(What to produce) A complete, exact copy of the records is needed here.

(Recorded data)

//! Sprig - retained-mode scene graph with positional audio
//!
//! The engine itself lives in `sprig_core` and `sprig_math`; this crate adds
//! layered configuration and the headless demo binary.

pub mod config;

(Answer area)
//! Sprig - retained-mode scene graph with positional audio
//!
//! The engine itself lives in `sprig_core` and `sprig_math`; this crate adds
//! layered configuration and the headless demo binary.

pub mod config;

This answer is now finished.